10/05/2021 / By Ethan Huff
A few days ago, the Chinese government halted all trading of Evergrande (HKG:03333) stock, claiming that the move is necessary in order to “restructure” the failing developer.
Massive overleveraging resulted in a partial collapse of the stock before the government quickly intervened to “save” it, effectively kicking the can down the road and leaving offshore bond holders as bag holders.
Meanwhile, “healthy” developers, homeowners and the real estate market as a whole, both in China and beyond, will apparently continue to be artificially propped up in order to keep the Ponzi scheme markets above water for a little while longer.
Top financial regulators in China were reportedly deployed to help synthetically ease credit for home buyers there, as well as to give the property sector another “hit” of fiat cash. The Chinese government also bought out part of Evergrande’s stake in a struggling bank in an effort to keep the entire leaky dam from bursting, so to speak.
Over five days, China’s central bank pumped 460 billion yuan, or nearly $100 billion, into the system to ease liquidity. What this will effectively do is keep the bubble from popping, though there is still nothing to stop it from deflating in slow-leak fashion.
“The first obligation is going to make sure that home owners who bought those homes take delivery and are made whole,” announced Marathon Asset Management chief executive Bruce Richards, whose company started buying Evergrande debt last week.
“At the very end of the pecking order are offshore bond holders.”
Stopping short of directly bailing out Evergrande, the Chinese government is reportedly doing everything it can to “ring-fence” the company, which has become something of a scapegoat for ongoing global market instability.
The truth is that the markets at large are massively overinflated like never before in history – not just in China but also in the United States. The constant printing and injecting of fiat currency into the markets has kept the markets pointed upward while greatly diluting the money supply, which is why we are now seeing looming hyperinflation on the horizon.
The Wuhan coronavirus (Covid-19) is another convenient scapegoat that politicians are blaming for everything teetering on the brink. It is just another excuse that the powers that be are using to explain away the fiat fiasco they have created, and that will eventually manifest as a total collapse.

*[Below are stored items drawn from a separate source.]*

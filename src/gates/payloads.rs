//! Raw component payloads handed to a gate

use std::collections::BTreeMap;

use serde_json::Value;

use crate::components::{ComponentKind, Vocabulary};

/// Raw JSON text per component, as a producer emitted it.
///
/// A blank payload counts as absent.
#[derive(Debug, Clone, Default, PartialEq, Eq)]
pub struct Payloads {
    raw: BTreeMap<ComponentKind, String>,
}

impl Payloads {
    pub fn new() -> Self {
        Self::default()
    }

    pub fn with(mut self, kind: ComponentKind, raw: impl Into<String>) -> Self {
        self.insert(kind, raw);
        self
    }

    pub fn insert(&mut self, kind: ComponentKind, raw: impl Into<String>) {
        self.raw.insert(kind, raw.into());
    }

    /// Payload for `kind`, or `None` when absent or blank
    pub fn get(&self, kind: ComponentKind) -> Option<&str> {
        self.raw
            .get(&kind)
            .map(String::as_str)
            .filter(|raw| !raw.trim().is_empty())
    }

    /// Entries of `required` with no usable payload, in the order given
    pub fn missing(&self, required: &[ComponentKind]) -> Vec<ComponentKind> {
        required.iter().copied().filter(|k| self.get(*k).is_none()).collect()
    }

    /// Kinds with a usable payload, in canonical order
    pub fn present(&self) -> Vec<ComponentKind> {
        ComponentKind::ALL
            .iter()
            .copied()
            .filter(|k| self.get(*k).is_some())
            .collect()
    }

    /// Collects payloads from a request object keyed by component name.
    ///
    /// String values are taken as raw JSON text; objects are re-encoded; null
    /// is absent. Other keys are ignored.
    pub fn from_request(request: &Value) -> Self {
        let mut payloads = Self::new();
        for &kind in ComponentKind::ALL {
            match request.get(kind.as_str()) {
                None | Some(Value::Null) => {}
                Some(Value::String(raw)) => payloads.insert(kind, raw.as_str()),
                Some(other) => payloads.insert(kind, other.to_string()),
            }
        }
        payloads
    }
}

Is Evergrande the “black swan” omen, the first domino to fall? Possibly. It is China’s largest developer, after all, despite accounting for a mere four percent of sales in the country.
According to Harvard University economist Ken Rogoff, a run on property firms in the wake of a total Evergrande failure threatens to destabilize nearly 30 percent of China’s economy. Recognizing that many foreign markets are also tied to the scheme, the ripple effect would likely affect the entire global economy.
During the first half of 2021, 12 different real estate companies reported bond defaults due to all this. That amounts to 19 billion yuan, according to Moody’s Investors Service.
“China also faces a potential backlash from the 1.6 million home buyers who put deposits on Evergrande apartments that have yet to be built,” The Strait Times reported.
“Getting those projects completed would help avert the type of social unrest sparked last month by retail investors demanding payment on some 40 billion yuan in Evergrande high-yield investment products.”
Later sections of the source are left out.